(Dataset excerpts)

--------------------

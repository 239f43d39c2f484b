//! Node Data Structures
//!
//! This module defines the core `Node` record and related types for Notex's
//! folder/note tree.
//!
//! # Architecture
//!
//! - **Flat storage**: every node is one row in the `nodes` table; the tree
//!   is derived, never stored (see [`crate::models::tree`])
//! - **Opaque content**: note bodies are editor-defined JSON blobs this core
//!   never inspects; folders carry no content at all
//! - **Owner scoping**: every node belongs to exactly one user and is only
//!   visible through that user's session
//!
//! # Examples
//!
//! ```rust
//! use notex_core::models::{Node, NodeKind};
//!
//! let folder = Node::new("user-1".to_string(), NodeKind::Folder, "Work".to_string(), None, 0);
//! let note = Node::new(
//!     "user-1".to_string(),
//!     NodeKind::Note,
//!     "Q1 Plan".to_string(),
//!     Some(folder.id.clone()),
//!     0,
//! );
//!
//! assert!(folder.is_folder());
//! assert!(note.content.is_some());
//! ```

use chrono::{DateTime, Utc};
use serde::{Deserialize, Deserializer, Serialize};
use thiserror::Error;
use uuid::Uuid;

/// Validation errors for node operations
///
/// These are the locally detectable rejections: empty titles, wrong parent
/// kinds, cycles. They are raised before any remote call where possible.
#[derive(Error, Debug)]
pub enum ValidationError {
    #[error("Title must not be empty")]
    EmptyTitle,

    #[error("Invalid node kind: {0}")]
    InvalidKind(String),

    #[error("Parent node not found: {0}")]
    ParentNotFound(String),

    #[error("Parent must be a folder: {0}")]
    ParentNotFolder(String),

    #[error("Circular parent reference: {0}")]
    CircularReference(String),

    #[error("Folders cannot carry content: {0}")]
    ContentOnFolder(String),
}

/// Kind of a node: a `Folder` groups children, a `Note` carries content.
///
/// Immutable after creation. Serialized lowercase to match the persisted
/// record shape (`"folder"` / `"note"`).
#[derive(Debug, Clone, Copy, PartialEq, Eq, Serialize, Deserialize)]
#[serde(rename_all = "lowercase")]
pub enum NodeKind {
    Folder,
    Note,
}

impl NodeKind {
    /// Storage representation, matching the serde form.
    pub fn as_str(&self) -> &'static str {
        match self {
            NodeKind::Folder => "folder",
            NodeKind::Note => "note",
        }
    }
}

impl std::str::FromStr for NodeKind {
    type Err = ValidationError;

    fn from_str(s: &str) -> Result<Self, Self::Err> {
        match s {
            "folder" => Ok(NodeKind::Folder),
            "note" => Ok(NodeKind::Note),
            other => Err(ValidationError::InvalidKind(other.to_string())),
        }
    }
}

impl std::fmt::Display for NodeKind {
    fn fmt(&self, f: &mut std::fmt::Formatter<'_>) -> std::fmt::Result {
        f.write_str(self.as_str())
    }
}

/// Persisted node record.
///
/// # Fields
///
/// - `id`: unique identifier (UUID v4), assigned at creation, immutable
/// - `owner_id`: owning user, set at creation, immutable
/// - `parent_id`: optional reference to a folder node; `None` means root level
/// - `kind`: `folder` or `note`, immutable after creation
/// - `title`: human-readable name; non-empty after trimming
/// - `content`: opaque editor JSON for notes, `None` for folders
/// - `position`: integer sibling-ordering key (max sibling + 1 at creation);
///   not a dense index
/// - `created_at` / `updated_at`: UTC timestamps; `updated_at` refreshed on
///   every mutation
///
/// The serialized field names are the wire/storage contract other tooling
/// (export, migration) must respect; a contract test pins them.
#[derive(Debug, Clone, PartialEq, Serialize, Deserialize)]
pub struct Node {
    /// Unique identifier (UUID v4)
    pub id: String,

    /// Owning user
    pub owner_id: String,

    /// Parent folder reference; `None` for root-level nodes
    pub parent_id: Option<String>,

    /// Folder or note (immutable)
    pub kind: NodeKind,

    /// Display title
    pub title: String,

    /// Opaque editor document; `None` for folders, defaults to `{}` for notes
    pub content: Option<serde_json::Value>,

    /// Sibling ordering key within the same parent
    pub position: i64,

    /// Creation timestamp
    pub created_at: DateTime<Utc>,

    /// Last modification timestamp
    pub updated_at: DateTime<Utc>,
}

impl Node {
    /// Create a new node with an auto-generated UUID.
    ///
    /// Notes start with an empty JSON object as content; folders carry none.
    /// The caller supplies the sibling `position` (the authoritative store
    /// computes it as max sibling position + 1).
    ///
    /// # Examples
    ///
    /// ```rust
    /// # use notex_core::models::{Node, NodeKind};
    /// let node = Node::new("user-1".to_string(), NodeKind::Note, "Ideas".to_string(), None, 0);
    /// assert_eq!(node.content, Some(serde_json::json!({})));
    /// assert_eq!(node.position, 0);
    /// ```
    pub fn new(
        owner_id: String,
        kind: NodeKind,
        title: String,
        parent_id: Option<String>,
        position: i64,
    ) -> Self {
        let now = Utc::now();
        let content = match kind {
            NodeKind::Folder => None,
            NodeKind::Note => Some(serde_json::json!({})),
        };

        Self {
            id: Uuid::new_v4().to_string(),
            owner_id,
            parent_id,
            kind,
            title,
            content,
            position,
            created_at: now,
            updated_at: now,
        }
    }

    /// True if this node is a folder.
    pub fn is_folder(&self) -> bool {
        self.kind == NodeKind::Folder
    }

    /// True if this node is a note.
    pub fn is_note(&self) -> bool {
        self.kind == NodeKind::Note
    }
}

/// Validate and normalize a title: must be non-empty after trimming.
///
/// Every creation/rename path goes through this before touching the store.
pub fn normalized_title(title: &str) -> Result<String, ValidationError> {
    let trimmed = title.trim();
    if trimmed.is_empty() {
        return Err(ValidationError::EmptyTitle);
    }
    Ok(trimmed.to_string())
}

/// Check whether `parent_candidate` may become the parent of `node`.
///
/// True iff the candidate is `None` (root), or is a folder that is neither
/// `node` itself nor one of `node`'s descendants. The descendant walk is
/// bounded by the collection size, so a corrupted parent chain cannot loop
/// forever.
///
/// # Examples
///
/// ```rust
/// # use notex_core::models::{can_parent, Node, NodeKind};
/// let folder = Node::new("u".to_string(), NodeKind::Folder, "A".to_string(), None, 0);
/// let note = Node::new("u".to_string(), NodeKind::Note, "B".to_string(), Some(folder.id.clone()), 0);
/// let nodes = vec![folder.clone(), note.clone()];
///
/// assert!(can_parent(&nodes, Some(&folder), &note));
/// assert!(!can_parent(&nodes, Some(&note), &folder)); // notes cannot parent
/// ```
pub fn can_parent(nodes: &[Node], parent_candidate: Option<&Node>, node: &Node) -> bool {
    let Some(parent) = parent_candidate else {
        return true;
    };

    if !parent.is_folder() || parent.id == node.id {
        return false;
    }

    // Walk the candidate's ancestor chain; if it passes through `node`, the
    // candidate is a descendant and reparenting would create a cycle.
    let mut current = parent.parent_id.as_deref();
    let mut hops = 0usize;
    while let Some(ancestor_id) = current {
        if ancestor_id == node.id {
            return false;
        }
        hops += 1;
        if hops > nodes.len() {
            // Parent chain longer than the collection means it already loops.
            return false;
        }
        current = nodes
            .iter()
            .find(|n| n.id == ancestor_id)
            .and_then(|n| n.parent_id.as_deref());
    }

    true
}

fn deserialize_optional_field<'de, D, T>(deserializer: D) -> Result<Option<Option<T>>, D::Error>
where
    D: Deserializer<'de>,
    T: Deserialize<'de>,
{
    // Accept either T or null from JSON; a missing field is handled by
    // #[serde(default)] on the struct field.
    Ok(Some(Option::<T>::deserialize(deserializer)?))
}

/// Partial node update for rename, content edit, move and reorder paths.
///
/// All fields are optional; only provided fields are written. `kind` and
/// `owner_id` are immutable and intentionally absent.
#[derive(Debug, Clone, Default, Serialize, Deserialize)]
pub struct NodeUpdate {
    /// New title (validated non-empty after trimming)
    #[serde(skip_serializing_if = "Option::is_none")]
    pub title: Option<String>,

    /// New editor document (notes only)
    #[serde(skip_serializing_if = "Option::is_none")]
    pub content: Option<serde_json::Value>,

    /// New parent reference
    ///
    /// Uses the double-Option pattern:
    /// - `None`: don't change `parent_id`
    /// - `Some(None)`: move to root level
    /// - `Some(Some(id))`: move under the given folder
    #[serde(
        default,
        skip_serializing_if = "Option::is_none",
        deserialize_with = "deserialize_optional_field"
    )]
    pub parent_id: Option<Option<String>>,

    /// New sibling ordering key
    #[serde(skip_serializing_if = "Option::is_none")]
    pub position: Option<i64>,
}

impl NodeUpdate {
    /// Convenience constructor for a rename.
    pub fn title(title: impl Into<String>) -> Self {
        Self {
            title: Some(title.into()),
            ..Default::default()
        }
    }

    /// Convenience constructor for a content edit.
    pub fn content(content: serde_json::Value) -> Self {
        Self {
            content: Some(content),
            ..Default::default()
        }
    }

    /// Convenience constructor for a move (reparent), keeping position intact.
    pub fn parent(parent_id: Option<String>) -> Self {
        Self {
            parent_id: Some(parent_id),
            ..Default::default()
        }
    }
}

/// Result of a cascade delete: the node itself plus all descendants.
#[derive(Debug, Clone, Copy, PartialEq, Eq, Serialize, Deserialize)]
pub struct DeleteResult {
    /// Number of rows removed, including the target node
    pub deleted_count: u64,
}

#[cfg(test)]
mod tests {
    use super::*;
    use serde_json::json;

    fn folder(owner: &str, title: &str, parent: Option<&str>) -> Node {
        Node::new(
            owner.to_string(),
            NodeKind::Folder,
            title.to_string(),
            parent.map(String::from),
            0,
        )
    }

    fn note(owner: &str, title: &str, parent: Option<&str>) -> Node {
        Node::new(
            owner.to_string(),
            NodeKind::Note,
            title.to_string(),
            parent.map(String::from),
            0,
        )
    }

    #[test]
    fn test_new_note_defaults_to_empty_object_content() {
        let n = note("user-1", "My note", None);
        assert!(n.is_note());
        assert_eq!(n.content, Some(json!({})));
        assert_eq!(n.position, 0);
        assert_eq!(n.created_at, n.updated_at);
    }

    #[test]
    fn test_new_folder_has_no_content() {
        let f = folder("user-1", "Work", None);
        assert!(f.is_folder());
        assert!(!f.is_note());
        assert!(f.content.is_none());
    }

    #[test]
    fn test_node_ids_are_unique() {
        let a = note("user-1", "A", None);
        let b = note("user-1", "A", None);
        assert_ne!(a.id, b.id);
    }

    #[test]
    fn test_normalized_title_trims_and_rejects_empty() {
        assert_eq!(normalized_title("  Plans  ").unwrap(), "Plans");
        assert!(matches!(
            normalized_title("   "),
            Err(ValidationError::EmptyTitle)
        ));
        assert!(matches!(
            normalized_title(""),
            Err(ValidationError::EmptyTitle)
        ));
    }

    #[test]
    fn test_kind_round_trips_through_str() {
        assert_eq!("folder".parse::<NodeKind>().unwrap(), NodeKind::Folder);
        assert_eq!("note".parse::<NodeKind>().unwrap(), NodeKind::Note);
        assert!("page".parse::<NodeKind>().is_err());
        assert_eq!(NodeKind::Folder.as_str(), "folder");
    }

    /// Contract test: pins the exact persisted record shape.
    ///
    /// Export and migration tooling reads these field names; if this test
    /// fails, the wire contract changed and that tooling needs updating.
    #[test]
    fn test_node_serialization_contract() {
        let mut n = note("user-1", "Q1 Plan", Some("parent-1"));
        n.content = Some(json!({"type": "doc"}));
        n.position = 3;

        let parsed: serde_json::Value = serde_json::to_value(&n).unwrap();

        assert!(parsed.get("id").is_some());
        assert_eq!(parsed.get("owner_id").unwrap(), "user-1");
        assert_eq!(parsed.get("parent_id").unwrap(), "parent-1");
        assert_eq!(parsed.get("kind").unwrap(), "note");
        assert_eq!(parsed.get("title").unwrap(), "Q1 Plan");
        assert_eq!(parsed.get("content").unwrap(), &json!({"type": "doc"}));
        assert_eq!(parsed.get("position").unwrap(), 3);
        assert!(parsed.get("created_at").is_some());
        assert!(parsed.get("updated_at").is_some());

        // Folder content serializes as explicit null, not a missing field.
        let f = folder("user-1", "Work", None);
        let parsed = serde_json::to_value(&f).unwrap();
        assert_eq!(parsed.get("kind").unwrap(), "folder");
        assert!(parsed.get("content").unwrap().is_null());
        assert!(parsed.get("parent_id").unwrap().is_null());
    }

    #[test]
    fn test_node_update_double_option_deserialization() {
        // Field absent: don't touch parent_id.
        let u: NodeUpdate = serde_json::from_str(r#"{"title":"x"}"#).unwrap();
        assert!(u.parent_id.is_none());

        // Field null: move to root.
        let u: NodeUpdate = serde_json::from_str(r#"{"parent_id":null}"#).unwrap();
        assert_eq!(u.parent_id, Some(None));

        // Field set: move under folder.
        let u: NodeUpdate = serde_json::from_str(r#"{"parent_id":"f-1"}"#).unwrap();
        assert_eq!(u.parent_id, Some(Some("f-1".to_string())));
    }

    #[test]
    fn test_can_parent_accepts_root_and_folders() {
        let f = folder("u", "A", None);
        let n = note("u", "B", None);
        let nodes = vec![f.clone(), n.clone()];

        assert!(can_parent(&nodes, None, &n));
        assert!(can_parent(&nodes, Some(&f), &n));
    }

    #[test]
    fn test_can_parent_rejects_notes_and_self() {
        let f = folder("u", "A", None);
        let n = note("u", "B", None);
        let nodes = vec![f.clone(), n.clone()];

        assert!(!can_parent(&nodes, Some(&n), &f));
        assert!(!can_parent(&nodes, Some(&f), &f));
    }

    #[test]
    fn test_can_parent_rejects_descendants() {
        // grandparent -> parent -> child; the grandparent cannot be moved
        // under any of its descendants.
        let grandparent = folder("u", "gp", None);
        let parent = folder("u", "p", Some(&grandparent.id));
        let child = folder("u", "c", Some(&parent.id));
        let nodes = vec![grandparent.clone(), parent.clone(), child.clone()];

        assert!(!can_parent(&nodes, Some(&child), &grandparent));
        assert!(!can_parent(&nodes, Some(&parent), &grandparent));
        assert!(can_parent(&nodes, Some(&grandparent), &child));
    }

    #[test]
    fn test_can_parent_survives_corrupted_parent_chain() {
        // a and b form a parent cycle that is unrelated to the node being
        // moved; the bounded walk must terminate and reject.
        let mut a = folder("u", "a", None);
        let mut b = folder("u", "b", None);
        a.parent_id = Some(b.id.clone());
        b.parent_id = Some(a.id.clone());
        let n = note("u", "n", None);
        let nodes = vec![a.clone(), b.clone(), n.clone()];

        assert!(!can_parent(&nodes, Some(&a), &n));
    }
}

--------------------

ACTIVITY: Say how many lines of the data above include the word "Display", and add nothing further.

ANSWER FOR THIS EXERCISE: 2